As the output shows, Velociraptor will automatically download any required binaries for inclusion in the collector. External binaries will be cached in the datastore so the next time the command is run it will just use those efficiently.

As mentioned previously it is recommended to use the X509 encryption method for the offline collector. Simply change the following part of the spec file:

EncryptionScheme: X509

The velociraptor collector command is similar to the velociraptor gui command in using a directory on the disk to create a full deployment with a server.config.yaml containing keys.

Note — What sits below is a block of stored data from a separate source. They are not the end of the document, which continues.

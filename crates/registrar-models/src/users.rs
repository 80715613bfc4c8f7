//! Accounts and roles.

use crate::ids::UserId;
use chrono::{DateTime, Utc};
use registrar_core::permissions::{REQUESTER_PERMISSIONS, REVIEWER_PERMISSIONS};
use serde::{Deserialize, Serialize};
use sqlx::FromRow;
use std::fmt;
use std::str::FromStr;
use utoipa::ToSchema;

/// Account role. Each role expands to a fixed permission set that is
/// embedded in the access token.
#[derive(Debug, Clone, Copy, PartialEq, Eq, Hash, Serialize, Deserialize, sqlx::Type, ToSchema)]
#[sqlx(type_name = "user_role", rename_all = "lowercase")]
#[serde(rename_all = "lowercase")]
pub enum Role {
    Staff,
    Student,
}

impl Role {
    pub fn as_str(&self) -> &'static str {
        match self {
            Role::Staff => "staff",
            Role::Student => "student",
        }
    }

    pub fn permissions(&self) -> Vec<String> {
        let reviewer: &[&str] = match self {
            Role::Staff => REVIEWER_PERMISSIONS,
            Role::Student => &[],
        };
        REQUESTER_PERMISSIONS
            .iter()
            .chain(reviewer)
            .map(|p| p.to_string())
            .collect()
    }
}

impl fmt::Display for Role {
    fn fmt(&self, f: &mut fmt::Formatter<'_>) -> fmt::Result {
        f.write_str(self.as_str())
    }
}

impl FromStr for Role {
    type Err = String;

    fn from_str(s: &str) -> Result<Self, Self::Err> {
        match s {
            "staff" => Ok(Role::Staff),
            "student" => Ok(Role::Student),
            other => Err(format!("unknown role '{}'", other)),
        }
    }
}

/// A user account. The password hash is never loaded into this struct.
#[derive(Debug, Clone, PartialEq, Eq, Serialize, Deserialize, FromRow, ToSchema)]
pub struct User {
    pub id: UserId,
    pub username: String,
    pub email: String,
    pub role: Role,
    pub created_at: DateTime<Utc>,
    pub updated_at: DateTime<Utc>,
}

#[cfg(test)]
mod tests {
    use super::*;
    use registrar_core::permissions;

    #[test]
    fn test_student_permissions() {
        let perms = Role::Student.permissions();
        assert!(perms.contains(&permissions::ENROLLMENTS_CREATE.to_string()));
        assert!(perms.contains(&permissions::PROFILE_MANAGE.to_string()));
        assert!(!perms.contains(&permissions::ENROLLMENTS_REVIEW.to_string()));
        assert!(!perms.contains(&permissions::ENROLLMENTS_READ_ALL.to_string()));
        assert!(!perms.contains(&permissions::PROGRAMS_MANAGE.to_string()));
    }

    #[test]
    fn test_staff_permissions_are_a_superset() {
        let staff = Role::Staff.permissions();
        for permission in Role::Student.permissions() {
            assert!(staff.contains(&permission));
        }
        assert!(staff.contains(&permissions::ENROLLMENTS_REVIEW.to_string()));
        assert!(staff.contains(&permissions::STUDENTS_READ.to_string()));
    }

    #[test]
    fn test_role_string_roundtrip() {
        for role in [Role::Staff, Role::Student] {
            assert_eq!(role.as_str().parse::<Role>().unwrap(), role);
            assert_eq!(
                serde_json::to_string(&role).unwrap(),
                format!("\"{}\"", role)
            );
        }
        assert!("admin".parse::<Role>().is_err());
    }
}
//! # Registrar DB
//!
//! PostgreSQL pool setup, the embedded schema migrations, and helpers for
//! inspecting constraint violations coming back from SQLx.
//!
//! # Example
//!
//! ```ignore
//! use registrar_config::DatabaseConfig;
//! use registrar_db::{init_db_pool, run_migrations};
//!
//! let config = DatabaseConfig::from_env()?;
//! let pool = init_db_pool(&config).await?;
//! run_migrations(&pool).await?;
//! ```

use registrar_config::DatabaseConfig;
use sqlx::migrate::{MigrateError, Migrator};
use sqlx::postgres::PgPoolOptions;

pub use sqlx::PgPool;

/// Schema migrations from the workspace `migrations/` directory, compiled in.
pub static MIGRATOR: Migrator = sqlx::migrate!("../../migrations");

/// Postgres SQLSTATE for `unique_violation`.
const UNIQUE_VIOLATION: &str = "23505";

/// Opens a connection pool sized by `DATABASE_MAX_CONNECTIONS`.
pub async fn init_db_pool(config: &DatabaseConfig) -> Result<PgPool, sqlx::Error> {
    let pool = PgPoolOptions::new()
        .max_connections(config.max_connections)
        .connect(&config.url)
        .await?;

    tracing::info!(
        max_connections = config.max_connections,
        "Database pool initialized"
    );
    Ok(pool)
}

pub async fn run_migrations(pool: &PgPool) -> Result<(), MigrateError> {
    MIGRATOR.run(pool).await?;
    tracing::info!("Database migrations applied");
    Ok(())
}

/// True when the error is a Postgres unique constraint violation.
pub fn is_unique_violation(err: &sqlx::Error) -> bool {
    match err {
        sqlx::Error::Database(db_err) => db_err.code().as_deref() == Some(UNIQUE_VIOLATION),
        _ => false,
    }
}

/// Name of the violated unique constraint, if `err` is one.
pub fn unique_constraint(err: &sqlx::Error) -> Option<&str> {
    match err {
        sqlx::Error::Database(db_err) if is_unique_violation(err) => db_err.constraint(),
        _ => None,
    }
}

When using the X509 command, the server.config.yaml file will be placed in that datastore directory.

If you want to give other people the ability to decrypt the collection you can share that server.config.yaml file with them and allow them to unpack using:

velociraptor --config server.config.yaml unzip collection.zip --dump_dir /output/dir

Include third party binaries

Sometimes we want to collect the output from other third party executables. It would be nice to be able to package them together with Velociraptor and include their output in the collection file.

Velociraptor fully supports incorporating external tools. When creating the offline collection, Velociraptor will automatically pack any third party binaries it needs to collect the artifacts specified.

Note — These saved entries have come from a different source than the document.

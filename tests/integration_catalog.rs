mod common;

use axum::http::StatusCode;
use common::{
    create_program, create_school_year, create_staff, register_student, send, setup_test_app,
};
use serde_json::json;
use sqlx::PgPool;

#[sqlx::test(migrations = "./migrations")]
async fn test_program_crud(pool: PgPool) {
    let app = setup_test_app(pool.clone());
    let staff = create_staff(&pool, &app).await;

    let id = create_program(&app, &staff.token, "BSCS", 2_500_000).await;

    let (status, body) = send(&app, "GET", &format!("/api/programs/{id}"), Some(&staff.token), None).await;
    assert_eq!(status, StatusCode::OK);
    assert_eq!(body["code"], "BSCS");
    assert_eq!(body["enrollment_count"], 0);

    let (status, body) = send(
        &app,
        "PUT",
        &format!("/api/programs/{id}"),
        Some(&staff.token),
        Some(json!({ "name": "BS Computer Science", "is_active": false })),
    )
    .await;
    assert_eq!(status, StatusCode::OK);
    assert_eq!(body["name"], "BS Computer Science");
    assert_eq!(body["code"], "BSCS");
    assert_eq!(body["is_active"], false);

    let (status, _) = send(&app, "DELETE", &format!("/api/programs/{id}"), Some(&staff.token), None).await;
    assert_eq!(status, StatusCode::NO_CONTENT);

    let (status, _) = send(&app, "GET", &format!("/api/programs/{id}"), Some(&staff.token), None).await;
    assert_eq!(status, StatusCode::NOT_FOUND);
}

#[sqlx::test(migrations = "./migrations")]
async fn test_program_code_is_unique(pool: PgPool) {
    let app = setup_test_app(pool.clone());
    let staff = create_staff(&pool, &app).await;
    create_program(&app, &staff.token, "BSIT", 100).await;

    let (status, body) = send(
        &app,
        "POST",
        "/api/programs",
        Some(&staff.token),
        Some(json!({
            "code": "BSIT",
            "name": "Another",
            "program_type": "undergraduate",
            "duration_years": 4,
            "tuition_fee_cents": 100
        })),
    )
    .await;
    assert_eq!(status, StatusCode::CONFLICT);
    assert_eq!(body["error"], "A program with this code already exists");
}

#[sqlx::test(migrations = "./migrations")]
async fn test_program_filters(pool: PgPool) {
    let app = setup_test_app(pool.clone());
    let staff = create_staff(&pool, &app).await;
    create_program(&app, &staff.token, "BSCS", 100).await;
    let nursing = create_program(&app, &staff.token, "BSN", 100).await;
    send(
        &app,
        "PUT",
        &format!("/api/programs/{nursing}"),
        Some(&staff.token),
        Some(json!({ "is_active": false, "program_type": "vocational" })),
    )
    .await;

    let (status, body) = send(&app, "GET", "/api/programs?status=active", Some(&staff.token), None).await;
    assert_eq!(status, StatusCode::OK);
    let codes: Vec<&str> = body.as_array().unwrap().iter().map(|p| p["code"].as_str().unwrap()).collect();
    assert_eq!(codes, vec!["BSCS"]);

    let (_, body) = send(&app, "GET", "/api/programs?type=vocational", Some(&staff.token), None).await;
    assert_eq!(body.as_array().unwrap().len(), 1);
    assert_eq!(body[0]["code"], "BSN");

    // Wildcards in the search term match literally.
    let (_, body) = send(&app, "GET", "/api/programs?search=%25", Some(&staff.token), None).await;
    assert!(body.as_array().unwrap().is_empty());

    let (_, body) = send(&app, "GET", "/api/programs?search=bscs&status=", Some(&staff.token), None).await;
    assert_eq!(body.as_array().unwrap().len(), 1);
}

#[sqlx::test(migrations = "./migrations")]
async fn test_students_cannot_manage_catalog(pool: PgPool) {
    let app = setup_test_app(pool.clone());
    let student = register_student(&app, "Ana").await;

    let (status, body) = send(
        &app,
        "POST",
        "/api/programs",
        Some(&student.token),
        Some(json!({
            "code": "BSCS",
            "name": "BS Computer Science",
            "program_type": "undergraduate",
            "duration_years": 4,
            "tuition_fee_cents": 100
        })),
    )
    .await;
    assert_eq!(status, StatusCode::FORBIDDEN);
    assert!(body["error"].as_str().unwrap().contains("programs:manage"));

    let (status, _) = send(&app, "GET", "/api/programs", Some(&student.token), None).await;
    assert_eq!(status, StatusCode::OK);

    let (status, _) = send(&app, "GET", "/api/students", Some(&student.token), None).await;
    assert_eq!(status, StatusCode::FORBIDDEN);
}

#[sqlx::test(migrations = "./migrations")]
async fn test_school_year_crud(pool: PgPool) {
    let app = setup_test_app(pool.clone());
    let staff = create_staff(&pool, &app).await;

    let id = create_school_year(&app, &staff.token, 2024).await;

    let (status, body) = send(&app, "GET", &format!("/api/school-years/{id}"), Some(&staff.token), None).await;
    assert_eq!(status, StatusCode::OK);
    assert_eq!(body["label"], "SY 2024-2025 (1st Semester)");
    assert_eq!(body["semester"], "1st");

    // The merged result is checked, not just the submitted fields.
    let (status, _) = send(
        &app,
        "PUT",
        &format!("/api/school-years/{id}"),
        Some(&staff.token),
        Some(json!({ "year_end": 2023 })),
    )
    .await;
    assert_eq!(status, StatusCode::UNPROCESSABLE_ENTITY);

    let (status, body) = send(
        &app,
        "PUT",
        &format!("/api/school-years/{id}"),
        Some(&staff.token),
        Some(json!({ "semester": "2nd", "is_active": false })),
    )
    .await;
    assert_eq!(status, StatusCode::OK);
    assert_eq!(body["label"], "SY 2024-2025 (2nd Semester)");

    let (_, body) = send(&app, "GET", "/api/school-years?is_active=true", Some(&staff.token), None).await;
    assert!(body.as_array().unwrap().is_empty());

    let (status, _) = send(&app, "DELETE", &format!("/api/school-years/{id}"), Some(&staff.token), None).await;
    assert_eq!(status, StatusCode::NO_CONTENT);
}

#[sqlx::test(migrations = "./migrations")]
async fn test_school_year_rejects_bad_dates(pool: PgPool) {
    let app = setup_test_app(pool.clone());
    let staff = create_staff(&pool, &app).await;

    let (status, body) = send(
        &app,
        "POST",
        "/api/school-years",
        Some(&staff.token),
        Some(json!({
            "year_start": 2024,
            "year_end": 2024,
            "semester": "1st",
            "enrollment_start": "2024-06-01",
            "enrollment_end": "2024-08-31"
        })),
    )
    .await;
    assert_eq!(status, StatusCode::UNPROCESSABLE_ENTITY);
    assert!(body["error"].as_str().unwrap().contains("year_end"));
}

#[sqlx::test(migrations = "./migrations")]
async fn test_school_year_term_is_unique(pool: PgPool) {
    let app = setup_test_app(pool.clone());
    let staff = create_staff(&pool, &app).await;
    create_school_year(&app, &staff.token, 2024).await;

    let (status, _) = send(
        &app,
        "POST",
        "/api/school-years",
        Some(&staff.token),
        Some(json!({
            "year_start": 2024,
            "year_end": 2025,
            "semester": "1st",
            "enrollment_start": "2024-06-01",
            "enrollment_end": "2024-08-31"
        })),
    )
    .await;
    assert_eq!(status, StatusCode::CONFLICT);
}

#[sqlx::test(migrations = "./migrations")]
async fn test_student_directory(pool: PgPool) {
    let app = setup_test_app(pool.clone());
    let staff = create_staff(&pool, &app).await;
    let ana = register_student(&app, "Ana").await;
    register_student(&app, "Bea").await;

    let (status, body) = send(&app, "GET", "/api/students", Some(&staff.token), None).await;
    assert_eq!(status, StatusCode::OK);
    assert_eq!(body.as_array().unwrap().len(), 2);

    let (_, body) = send(
        &app,
        "GET",
        &format!("/api/students?search={}", ana.student_number),
        Some(&staff.token),
        None,
    )
    .await;
    assert_eq!(body.as_array().unwrap().len(), 1);
    assert_eq!(body[0]["first_name"], "Ana");

    let (status, body) = send(
        &app,
        "GET",
        &format!("/api/students/{}", ana.student_id),
        Some(&staff.token),
        None,
    )
    .await;
    assert_eq!(status, StatusCode::OK);
    assert_eq!(body["student_id"], ana.student_number);
}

Collecting across the network

By having a single executable collector, all we need is to run it remotely. We can use another EDR solution that allows remote execution if available. Alternatively, we can use Window’s own remote management mechanisms (such as PsExec or WinRM) to deploy our binary across the network. Simply, copy our collector binary across the network to C$ share on the remote system and use, e.g. wmic to launch our binary on the remote host.

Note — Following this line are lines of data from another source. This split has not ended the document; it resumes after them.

//! Deserialization helpers for query strings.
//!
//! Filter forms submit empty strings for unset fields (`?status=&search=`);
//! these helpers treat them as absent.

use serde::de::{DeserializeOwned, IntoDeserializer, value::StrDeserializer};
use serde::{Deserialize, Deserializer};
use uuid::Uuid;

fn non_empty<'de, D>(deserializer: D) -> Result<Option<String>, D::Error>
where
    D: Deserializer<'de>,
{
    let opt: Option<String> = Option::deserialize(deserializer)?;
    Ok(opt
        .map(|s| s.trim().to_string())
        .filter(|s| !s.is_empty()))
}

pub fn deserialize_optional_uuid<'de, D>(deserializer: D) -> Result<Option<Uuid>, D::Error>
where
    D: Deserializer<'de>,
{
    let opt: Option<String> = Option::deserialize(deserializer)?;
    match opt {
        Some(s) if s.trim().is_empty() => Ok(None),
        Some(s) => Uuid::parse_str(s.trim())
            .map(Some)
            .map_err(serde::de::Error::custom),
        None => Ok(None),
    }
}

pub fn deserialize_optional_string<'de, D>(deserializer: D) -> Result<Option<String>, D::Error>
where
    D: Deserializer<'de>,
{
    non_empty(deserializer)
}

/// Accepts `true`/`false` (any case), `1`/`0`, or an empty value.
pub fn deserialize_optional_bool<'de, D>(deserializer: D) -> Result<Option<bool>, D::Error>
where
    D: Deserializer<'de>,
{
    match non_empty(deserializer)? {
        None => Ok(None),
        Some(s) => match s.to_ascii_lowercase().as_str() {
            "true" | "1" => Ok(Some(true)),
            "false" | "0" => Ok(Some(false)),
            other => Err(serde::de::Error::custom(format!(
                "invalid boolean '{}'",
                other
            ))),
        },
    }
}

/// Deserializes a unit-variant enum from its string form, treating an empty
/// value as absent.
pub fn deserialize_optional_enum<'de, D, T>(deserializer: D) -> Result<Option<T>, D::Error>
where
    D: Deserializer<'de>,
    T: DeserializeOwned,
{
    match non_empty(deserializer)? {
        None => Ok(None),
        Some(s) => {
            let de: StrDeserializer<'_, serde::de::value::Error> = s.as_str().into_deserializer();
            T::deserialize(de)
                .map(Some)
                .map_err(serde::de::Error::custom)
        }
    }
}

Collecting across the network
Collecting across the network

Importing collections into the GUI

We can use the offline collector to fetch multiple artifacts from the endpoint. The results consist of bulk data as well as JSON file containing the result of any artifacts collected.

You can re-import these collection into the GUI so you can use the same notebook port processing techniques on the data. It also allows you to keep the results from several offline collections within the same host record in the Velociraptor GUI.

Offline collection + Import is very similar to client/server except that instead of the client connecting over the internet, the data is delivered via sneakernet!

Importing an offline collection can be done via the Server.Utils.ImportCollection artifact. This artifact will inspect the zip file from a path specified on the server and import it as a new collection (with new collection id) into either a specified client or a new randomly generated client.

Importing Offline Collector collections
Importing Offline Collector collections

Offline collections are typically very large, this is why we do not have a GUI facility to upload the collection zip file into the server. You will need to use an appropriate transfer mechanism (such as SFTP or SCP) to upload to the server itself.

Local collection considerations

Local collection can be done well without a server and permanent agent installed. A disadvantage is that we do not get feedback of how the collection is going and how many resources are consumed.

Offline collections are typically planned in advance and it is a bit more difficult to pivot and dig deeper based on analysis results to search for more results. For this reason offline collections tend to err on the side of collecting more data rather than being more targeted and focused on answering the investigative questions.